» Brief
Take the entries below and print, exactly, the stretch from the line containing "pub fn from_unit(unit: &Unit, options: ImageOptions)" through the line containing "It is absent", both included.

━━ Data supplied ━━

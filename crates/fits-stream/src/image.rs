//! Image extraction from decoded units.
//!
//! An [`ImageView`] is a read-only 2D projection of the first payload group
//! of an image unit: every element of the first plane is promoted to `i64`,
//! statistics are gathered, and a display range is chosen by the configured
//! [`ScalingMode`]. Rendering maps each value through a two-colour
//! [`ColourRamp`].

use core::fmt;
use core::str::FromStr;

#[cfg(feature = "serde")]
use serde::{Deserialize, Serialize};
use tracing::debug;

use crate::array::{ArrayData, DataArray};
use crate::error::{Error, Result};
use crate::unit::Unit;

// ── Colours ──

/// An 8-bit ARGB colour. The default is opaque black.
#[derive(Debug, Clone, Copy, PartialEq, Eq, Hash)]
#[cfg_attr(feature = "serde", derive(Serialize, Deserialize))]
#[cfg_attr(feature = "serde", serde(default))]
pub struct Colour {
    pub a: u8,
    pub r: u8,
    pub g: u8,
    pub b: u8,
}

impl Colour {
    pub const BLACK: Colour = Colour::rgb(0, 0, 0);
    pub const WHITE: Colour = Colour::rgb(255, 255, 255);

    /// An opaque colour.
    pub const fn rgb(r: u8, g: u8, b: u8) -> Self {
        Colour { a: 255, r, g, b }
    }

    pub const fn argb(a: u8, r: u8, g: u8, b: u8) -> Self {
        Colour { a, r, g, b }
    }
}

impl Default for Colour {
    fn default() -> Self {
        Colour::BLACK
    }
}

/// Linear interpolation between two endpoint colours.
#[derive(Debug, Clone, Copy, PartialEq, Eq)]
#[cfg_attr(feature = "serde", derive(Serialize, Deserialize))]
#[cfg_attr(feature = "serde", serde(default))]
pub struct ColourRamp {
    pub start: Colour,
    pub end: Colour,
}

impl ColourRamp {
    /// Black to white.
    pub const BLACK_WHITE: ColourRamp = ColourRamp::new(Colour::BLACK, Colour::WHITE);

    pub const fn new(start: Colour, end: Colour) -> Self {
        ColourRamp { start, end }
    }

    /// The colour at blend factor `t`, clamped to `[0, 1]`.
    ///
    /// Every channel, alpha included, is `(1 - t) * start + t * end`
    /// truncated to a byte.
    pub fn at(&self, t: f64) -> Colour {
        let t = if t.is_nan() { 0.0 } else { t.clamp(0.0, 1.0) };
        Colour {
            a: lerp(self.start.a, self.end.a, t),
            r: lerp(self.start.r, self.end.r, t),
            g: lerp(self.start.g, self.end.g, t),
            b: lerp(self.start.b, self.end.b, t),
        }
    }
}

impl Default for ColourRamp {
    fn default() -> Self {
        ColourRamp::BLACK_WHITE
    }
}

fn lerp(v0: u8, v1: u8, t: f64) -> u8 {
    ((1.0 - t) * f64::from(v0) + t * f64::from(v1)) as u8
}

// ── Options ──

/// How pixel values are mapped onto the colour ramp.
#[derive(Debug, Clone, Copy, PartialEq, Eq, Hash, Default)]
#[cfg_attr(feature = "serde", derive(Serialize, Deserialize))]
#[cfg_attr(feature = "serde", serde(rename_all = "kebab-case"))]
pub enum ScalingMode {
    /// Map `[0, max]` of the element type's range. Values below zero clip to
    /// the start colour, even for signed types.
    #[default]
    Automatic,
    /// Map the observed minimum and maximum of the image.
    DataMinMax,
}

impl FromStr for ScalingMode {
    type Err = String;

    fn from_str(s: &str) -> core::result::Result<Self, Self::Err> {
        match s.trim().to_ascii_lowercase().as_str() {
            "automatic" | "auto" => Ok(ScalingMode::Automatic),
            "data-min-max" | "dataminmax" | "data_min_max" => Ok(ScalingMode::DataMinMax),
            other => Err(format!("unknown scaling mode: {other}")),
        }
    }
}

impl fmt::Display for ScalingMode {
    fn fmt(&self, f: &mut fmt::Formatter<'_>) -> fmt::Result {
        match self {
            ScalingMode::Automatic => f.write_str("automatic"),
            ScalingMode::DataMinMax => f.write_str("data-min-max"),
        }
    }
}

/// Rendering configuration for [`ImageView`].
#[derive(Debug, Clone, Copy, PartialEq, Eq)]
#[cfg_attr(feature = "serde", derive(Serialize, Deserialize))]
#[cfg_attr(feature = "serde", serde(default))]
pub struct ImageOptions {
    pub scaling: ScalingMode,
    pub colours: ColourRamp,
    /// Reserved for rendering undefined pixels. Not used yet.
    pub undefined_pixel_colour: Colour,
}

impl Default for ImageOptions {
    fn default() -> Self {
        ImageOptions {
            scaling: ScalingMode::Automatic,
            colours: ColourRamp::BLACK_WHITE,
            undefined_pixel_colour: Colour::BLACK,
        }
    }
}

// ── Image view ──

/// A 2D view over the first plane of an integer image.
#[derive(Debug, Clone, PartialEq)]
pub struct ImageView {
    width: usize,
    height: usize,
    /// Row-major: `pixels[x + y * width]`.
    pixels: Vec<i64>,
    min: i64,
    max: i64,
    scale_min: i64,
    scale_max: i64,
    options: ImageOptions,
}

impl ImageView {
    /// Build an image from the first group of a Primary or Image unit.
    ///
    /// A unit without payload groups yields an empty 0x0 image.
    pub fn from_unit(unit: &Unit, options: ImageOptions) -> Result<Self> {
        if !unit.kind().is_image() {
            return Err(Error::NotAnImage(unit.kind()));
        }
        match unit.data() {
            Some(data) => ImageView::from_array(data, options),
            None => Ok(ImageView::empty(options)),
        }
    }

    /// Build an image from one payload array.
    ///
    /// Only the four integer encodings are supported.
    pub fn from_array(data: &ArrayData, options: ImageOptions) -> Result<Self> {
        if data.rank() < 2 {
            return Err(Error::TooFewAxes(data.rank()));
        }
        let view = match data {
            ArrayData::U8(a) => ImageView::copy_pixels(a, u8::MAX.into(), options),
            ArrayData::I16(a) => ImageView::copy_pixels(a, i16::MAX.into(), options),
            ArrayData::I32(a) => ImageView::copy_pixels(a, i32::MAX.into(), options),
            ArrayData::I64(a) => ImageView::copy_pixels(a, i64::MAX, options),
            ArrayData::F32(_) | ArrayData::F64(_) => {
                return Err(Error::UnsupportedPixelType(data.element_type()))
            }
        };
        debug!(
            width = view.width,
            height = view.height,
            min = view.min,
            max = view.max,
            scaling = %options.scaling,
            "extracted image"
        );
        Ok(view)
    }

    fn empty(options: ImageOptions) -> Self {
        ImageView {
            width: 0,
            height: 0,
            pixels: Vec::new(),
            min: 0,
            max: 0,
            scale_min: 0,
            scale_max: 0,
            options,
        }
    }

    fn copy_pixels<T>(data: &DataArray<T>, type_max: i64, options: ImageOptions) -> Self
    where
        T: Copy + Into<i64>,
    {
        let width = data.extent(0);
        let height = data.extent(1);
        // The first plane is the leading width*height elements. It is absent
        // only when a higher axis has extent zero.
        let plane = width * height;
        if data.len() < plane {
            return ImageView::empty(options);
        }

        let pixels: Vec<i64> = data.as_slice()[..plane]
            .iter()
            .map(|&v| v.into())
            .collect();
        let min = pixels.iter().copied().min().unwrap_or(0);
        let max = pixels.iter().copied().max().unwrap_or(0);

        let (scale_min, scale_max) = match options.scaling {
            ScalingMode::Automatic => (0, type_max),
            ScalingMode::DataMinMax => (min, max),
        };

        ImageView {
            width,
            height,
            pixels,
            min,
            max,
            scale_min,
            scale_max,
            options,
        }
    }

    pub fn width(&self) -> usize {
        self.width
    }

    pub fn height(&self) -> usize {
        self.height
    }

    /// Smallest value in the image, 0 when empty.
    pub fn min_value(&self) -> i64 {
        self.min
    }

    /// Largest value in the image, 0 when empty.
    pub fn max_value(&self) -> i64 {
        self.max
    }

    /// The value mapped to the start of the colour ramp.
    pub fn scale_min(&self) -> i64 {
        self.scale_min
    }

    /// The value mapped to the end of the colour ramp.
    pub fn scale_max(&self) -> i64 {
        self.scale_max
    }

    pub fn options(&self) -> &ImageOptions {
        &self.options
    }

    /// All pixel values, row by row from the top.
    pub fn pixels(&self) -> &[i64] {
        &self.pixels
    }

    pub fn pixel(&self, x: usize, y: usize) -> Option<i64> {
        if x >= self.width || y >= self.height {
            return None;
        }
        Some(self.pixels[x + y * self.width])
    }

    /// Position of `value` within the display range, clamped to `[0, 1]`.
    ///
    /// A degenerate range maps values at or above it to 1 and the rest to 0.
    pub fn blend_factor(&self, value: i64) -> f64 {
        if self.scale_max == self.scale_min {
            return if value >= self.scale_max { 1.0 } else { 0.0 };
        }
        let span = self.scale_max as f64 - self.scale_min as f64;
        ((value as f64 - self.scale_min as f64) / span).clamp(0.0, 1.0)
    }

    /// Display colour for an arbitrary value.
    pub fn colour_of(&self, value: i64) -> Colour {
        self.options.colours.at(self.blend_factor(value))
    }

    /// Display colour of the pixel at `(x, y)`.
    ///
    /// # Panics
    /// Panics if the coordinates are outside the image.
    pub fn colour_at(&self, x: usize, y: usize) -> Colour {
        assert!(
            x < self.width && y < self.height,
            "pixel ({x}, {y}) outside {}x{} image",
            self.width,
            self.height
        );
        self.colour_of(self.pixels[x + y * self.width])
    }
}
impl SubagentRegistry {
    /// Create an empty registry that discards notifications.
    pub fn new() -> Self {
        Self::with_sink(Arc::new(NoopSink))
    }

    /// Create an empty registry that forwards notifications to `sink`.
    pub fn with_sink(sink: Arc<dyn NotificationSink>) -> Self {
        Self {
            state: Arc::new(Mutex::new(RegistryState::default())),
            events: EventBus::new(),
            finish_hooks: Arc::new(OneShotHooks::default()),
            sink,
        }
    }

    fn lock(&self) -> MutexGuard<'_, RegistryState> {
        self.state.lock().unwrap_or_else(PoisonError::into_inner)
    }

    /// Start tracking a new subagent in `pending` state.
    ///
    /// When `input.resume` names an agent id known to the reverse index, the
    /// new entry's `original_task_id` points at the subagent that produced it.
    pub fn track_subagent(
        &self,
        id: impl Into<SubagentId>,
        session_id: impl Into<String>,
        input: &SubagentInput,
        parent_tool_use_id: Option<String>,
    ) -> TrackedSubagent {
        let mut subagent =
            TrackedSubagent::pending(id.into(), session_id.into(), input, parent_tool_use_id);

        {
            let mut state = self.lock();
            if let Some(resume) = &input.resume {
                subagent.original_task_id = state.by_agent_id.get(resume).cloned();
            }
            if state.remove(&subagent.id).is_some() {
                warn!(id = %subagent.id, "Re-tracking subagent; previous entry replaced");
            }
            state.index(&subagent);
            state
                .subagents
                .insert(subagent.id.clone(), subagent.clone());
        }

        debug!(
            id = %subagent.id,
            session = %subagent.parent_session_id,
            subagent_type = %subagent.subagent_type,
            resumed = subagent.is_resumed,
            "Tracking subagent"
        );
        self.publish(SubagentEventKind::Created, &subagent, None);
        subagent
    }

    /// Move a subagent to `running`. Unknown ids are logged and ignored.
    pub fn start_subagent(&self, id: &str) {
        let started = {
            let mut state = self.lock();
            state.subagents.get_mut(id).map(|subagent| {
                subagent.status = SubagentStatus::Running;
                subagent.started_at = Some(now_ms().max(subagent.created_at));
                subagent.clone()
            })
        };

        match started {
            Some(subagent) => {
                debug!(id, "Subagent started");
                self.publish(SubagentEventKind::Started, &subagent, None);
                self.notify(&subagent, SubagentEventKind::Started, None);
            }
            None => error!(id, "Cannot start unknown subagent"),
        }
    }

    /// Mark a subagent `completed`. A supplied `agent_id` becomes resumable.
    pub fn complete_subagent(&self, id: &str, result: Option<String>, agent_id: Option<String>) {
        self.finish(id, SubagentStatus::Completed, OnMissing::Log, None, |s| {
            s.result = result;
            if agent_id.is_some() {
                s.agent_id = agent_id;
            }
        });
    }

    /// Mark a subagent `failed` with an error message.
    pub fn fail_subagent(&self, id: &str, error: impl Into<String>) {
        let error = error.into();
        self.finish(id, SubagentStatus::Failed, OnMissing::Log, None, |s| {
            s.error = Some(error);
        });
    }

    /// Mark a subagent `cancelled`. Unknown ids are ignored silently since
    /// cancellation routinely races with cleanup.
    ///
    /// This only updates bookkeeping; stopping the underlying work is the
    /// responsibility of whoever owns it.
    pub fn cancel_subagent(&self, id: &str) {
        self.finish(id, SubagentStatus::Cancelled, OnMissing::Ignore, None, |_| {});
    }

    /// Apply an out-of-band completion signal for a background subagent.
    pub fn handle_task_notification(&self, notification: TaskNotification) {
        let status = SubagentStatus::from(notification.status);
        let TaskNotification {
            task_id,
            output_file,
            summary,
            result,
            error,
            agent_id,
            raw,
            ..
        } = notification;

        self.finish(&task_id, status, OnMissing::Log, raw, |s| {
            if output_file.is_some() {
                s.output_file = output_file;
            }
            if summary.is_some() {
                s.summary = summary;
            }
            if agent_id.is_some() {
                s.agent_id = agent_id;
            }
            match status {
                SubagentStatus::Completed => {
                    if result.is_some() {
                        s.result = result;
                    }
                }
                SubagentStatus::Failed => {
                    let fallback = s.summary.clone();
                    s.error = error.or(fallback);
                }
                _ => {}
            }
        });
    }

    /// Publish a progress event for a running subagent. Anything else is a
    /// silent no-op; status never changes here.
    pub fn update_progress(&self, id: &str, data: Option<serde_json::Value>) {
        let running = {
            let state = self.lock();
            state
                .subagents
                .get(id)
                .filter(|s| s.status == SubagentStatus::Running)
                .cloned()
        };
        if let Some(subagent) = running {
            self.publish(SubagentEventKind::Progress, &subagent, data);
        }
    }

    /// Register a hook to run once when `id` reaches a terminal status.
    pub fn on_finish(&self, id: impl Into<String>, hook: OneShotHook<TrackedSubagent>) {
        self.finish_hooks.register(id, hook);
    }

    fn finish(
        &self,
        id: &str,
        status: SubagentStatus,
        on_missing: OnMissing,
        raw: Option<serde_json::Value>,
        apply: impl FnOnce(&mut TrackedSubagent),
    ) {
        let finished = {
            let mut state = self.lock();
            let mut previous_agent_id = None;
            let finished = state.subagents.get_mut(id).map(|subagent| {
                previous_agent_id = subagent.agent_id.clone();
                subagent.status = status;
                subagent.completed_at = Some(now_ms().max(subagent.completion_floor()));
                apply(subagent);
                subagent.clone()
            });
            let current_agent_id = finished.as_ref().and_then(|s| s.agent_id.clone());
            if let Some(old) = previous_agent_id {
                if current_agent_id.as_ref() != Some(&old)
                    && state.by_agent_id.get(&old).map(String::as_str) == Some(id)
                {
                    state.by_agent_id.remove(&old);
                }
            }
            if let Some(agent_id) = current_agent_id {
                state.by_agent_id.insert(agent_id, id.to_string());
            }
            finished
        };

        let Some(subagent) = finished else {
            if on_missing == OnMissing::Log {
                error!(id, status = status.as_str(), "Cannot finish unknown subagent");
            }
            return;
        };

        let kind = match status {
            SubagentStatus::Completed => SubagentEventKind::Completed,
            SubagentStatus::Failed => SubagentEventKind::Failed,
            SubagentStatus::Cancelled => SubagentEventKind::Cancelled,
            _ => SubagentEventKind::Stopped,
        };
        debug!(id, status = status.as_str(), "Subagent finished");
        self.publish(kind, &subagent, None);
        self.notify(&subagent, kind, raw);
        self.finish_hooks.fire(id, &subagent);
    }

    fn publish(
        &self,
        kind: SubagentEventKind,
        subagent: &TrackedSubagent,
        progress: Option<serde_json::Value>,
    ) {
        self.events.emit(&SubagentEvent {
            kind,
            subagent: subagent.clone(),
            progress,
        });
    }

    fn notify(
        &self,
        subagent: &TrackedSubagent,
        kind: SubagentEventKind,
        raw: Option<serde_json::Value>,
    ) {
        let mut notification = SubagentNotification::from_subagent(subagent, kind.as_str());
        notification.task_notification = raw;
        self.sink.subagent(notification);
    }

    // ── Queries ──────────────────────────────────────────────────────

    pub fn get_subagent(&self, id: &str) -> Option<TrackedSubagent> {
        self.lock().subagents.get(id).cloned()
    }

    pub fn is_subagent(&self, id: &str) -> bool {
        self.lock().subagents.contains_key(id)
    }

    pub fn get_session_subagents(&self, session_id: &str) -> Vec<TrackedSubagent> {
        let state = self.lock();
        state
            .by_session
            .get(session_id)
            .into_iter()
            .flatten()
            .filter_map(|id| state.subagents.get(id).cloned())
            .collect()
    }

    /// Running subagents across every session.
    pub fn get_running_subagents(&self) -> Vec<TrackedSubagent> {
        self.lock()
            .subagents
            .values()
            .filter(|s| s.status == SubagentStatus::Running)
            .cloned()
            .collect()
    }

    /// Running subagents of one session, most recently started first.
    pub fn get_running_subagents_for_session(&self, session_id: &str) -> Vec<TrackedSubagent> {
        let mut running: Vec<_> = self
            .get_session_subagents(session_id)
            .into_iter()
            .filter(|s| s.status == SubagentStatus::Running)
            .collect();
        running.sort_by(|a, b| b.started_at.cmp(&a.started_at));
        running
    }

    /// The most recently started running subagent in a session, used to
    /// attribute nested activity to the subagent that spawned it.
    pub fn get_active_subagent(&self, session_id: &str) -> Option<TrackedSubagent> {
        self.get_running_subagents_for_session(session_id)
            .into_iter()
            .next()
    }

    pub fn find_by_agent_id(&self, agent_id: &str) -> Option<TrackedSubagent> {
        let state = self.lock();
        state
            .by_agent_id
            .get(agent_id)
            .and_then(|id| state.subagents.get(id))
            .cloned()
    }

    /// Entries that carry an agent id and finished in a resumable state.
    pub fn get_resumable_tasks(&self) -> Vec<TrackedSubagent> {
        self.lock()
            .subagents
            .values()
            .filter(|s| s.agent_id.is_some() && s.status.is_resumable())
            .cloned()
            .collect()
    }

    pub fn get_all_subagents(&self) -> Vec<TrackedSubagent> {
        self.lock().subagents.values().cloned().collect()
    }

    pub fn len(&self) -> usize {
        self.lock().subagents.len()
    }

    pub fn is_empty(&self) -> bool {
        self.len() == 0
    }

    // ── Events ───────────────────────────────────────────────────────

    pub fn add_event_listener(&self, kind: SubagentEventKind, listener: Listener) -> ListenerId {
        self.events.add_listener(kind, listener)
    }

    pub fn remove_event_listener(&self, kind: SubagentEventKind, id: ListenerId) -> bool {
        self.events.remove_listener(kind, id)
    }

    /// Deliver an event to every listener registered for its kind.
    pub fn emit_event(&self, event: &SubagentEvent) {
        self.events.emit(event);
    }

    // ── Maintenance ──────────────────────────────────────────────────

    /// Remove terminal entries that finished more than `max_age` ago.
    ///
    /// Pending and running entries are never removed. Returns the number of
    /// entries removed.
    pub fn cleanup(&self, max_age: Duration) -> usize {
        let max_age_ms = i64::try_from(max_age.as_millis()).unwrap_or(i64::MAX);
        let now = now_ms();

        let removed: Vec<SubagentId> = {
            let mut state = self.lock();
            let expired: Vec<SubagentId> = state
                .subagents
                .values()
                .filter(|s| s.status.is_terminal())
                .filter(|s| now - s.completed_at.unwrap_or(s.created_at) > max_age_ms)
                .map(|s| s.id.clone())
                .collect();
            for id in &expired {
                state.remove(id);
            }
            expired
        };

        for id in &removed {
            self.finish_hooks.discard(id);
        }
        if !removed.is_empty() {
            info!(removed = removed.len(), "Cleaned up finished subagents");
        }
        removed.len()
    }

    /// Export every tracked entry, oldest first.
    pub fn export_state(&self) -> RegistrySnapshot {
        let mut tasks = self.get_all_subagents();
        tasks.sort_by(|a, b| a.created_at.cmp(&b.created_at).then_with(|| a.id.cmp(&b.id)));
        RegistrySnapshot {
            version: SNAPSHOT_VERSION,
            tasks,
            last_updated: now_ms(),
        }
    }

    /// Replace the registry contents with `snapshot`.
    ///
    /// A snapshot with an unknown version is rejected and current state is
    /// left untouched. Returns the number of imported entries.
    pub fn import_state(&self, snapshot: RegistrySnapshot) -> Result<usize, RegistryError> {
        if snapshot.version != SNAPSHOT_VERSION {
            warn!(
                found = snapshot.version,
                expected = SNAPSHOT_VERSION,
                "Ignoring subagent snapshot with unknown version"
            );
            return Err(RegistryError::VersionMismatch {
                found: snapshot.version,
                expected: SNAPSHOT_VERSION,
            });
        }

        let count = snapshot.tasks.len();
        let mut fresh = RegistryState::default();
        for subagent in snapshot.tasks {
            fresh.index(&subagent);
            fresh.subagents.insert(subagent.id.clone(), subagent);
        }
        *self.lock() = fresh;

        debug!(count, "Imported subagent snapshot");
        Ok(count)
    }
}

━━━

» Problem solution
    pub fn from_unit(unit: &Unit, options: ImageOptions) -> Result<Self> {
        if !unit.kind().is_image() {
            return Err(Error::NotAnImage(unit.kind()));
        }
        match unit.data() {
            Some(data) => ImageView::from_array(data, options),
            None => Ok(ImageView::empty(options)),
        }
    }

    /// Build an image from one payload array.
    ///
    /// Only the four integer encodings are supported.
    pub fn from_array(data: &ArrayData, options: ImageOptions) -> Result<Self> {
        if data.rank() < 2 {
            return Err(Error::TooFewAxes(data.rank()));
        }
        let view = match data {
            ArrayData::U8(a) => ImageView::copy_pixels(a, u8::MAX.into(), options),
            ArrayData::I16(a) => ImageView::copy_pixels(a, i16::MAX.into(), options),
            ArrayData::I32(a) => ImageView::copy_pixels(a, i32::MAX.into(), options),
            ArrayData::I64(a) => ImageView::copy_pixels(a, i64::MAX, options),
            ArrayData::F32(_) | ArrayData::F64(_) => {
                return Err(Error::UnsupportedPixelType(data.element_type()))
            }
        };
        debug!(
            width = view.width,
            height = view.height,
            min = view.min,
            max = view.max,
            scaling = %options.scaling,
            "extracted image"
        );
        Ok(view)
    }

    fn empty(options: ImageOptions) -> Self {
        ImageView {
            width: 0,
            height: 0,
            pixels: Vec::new(),
            min: 0,
            max: 0,
            scale_min: 0,
            scale_max: 0,
            options,
        }
    }

    fn copy_pixels<T>(data: &DataArray<T>, type_max: i64, options: ImageOptions) -> Self
    where
        T: Copy + Into<i64>,
    {
        let width = data.extent(0);
        let height = data.extent(1);
        // The first plane is the leading width*height elements. It is absent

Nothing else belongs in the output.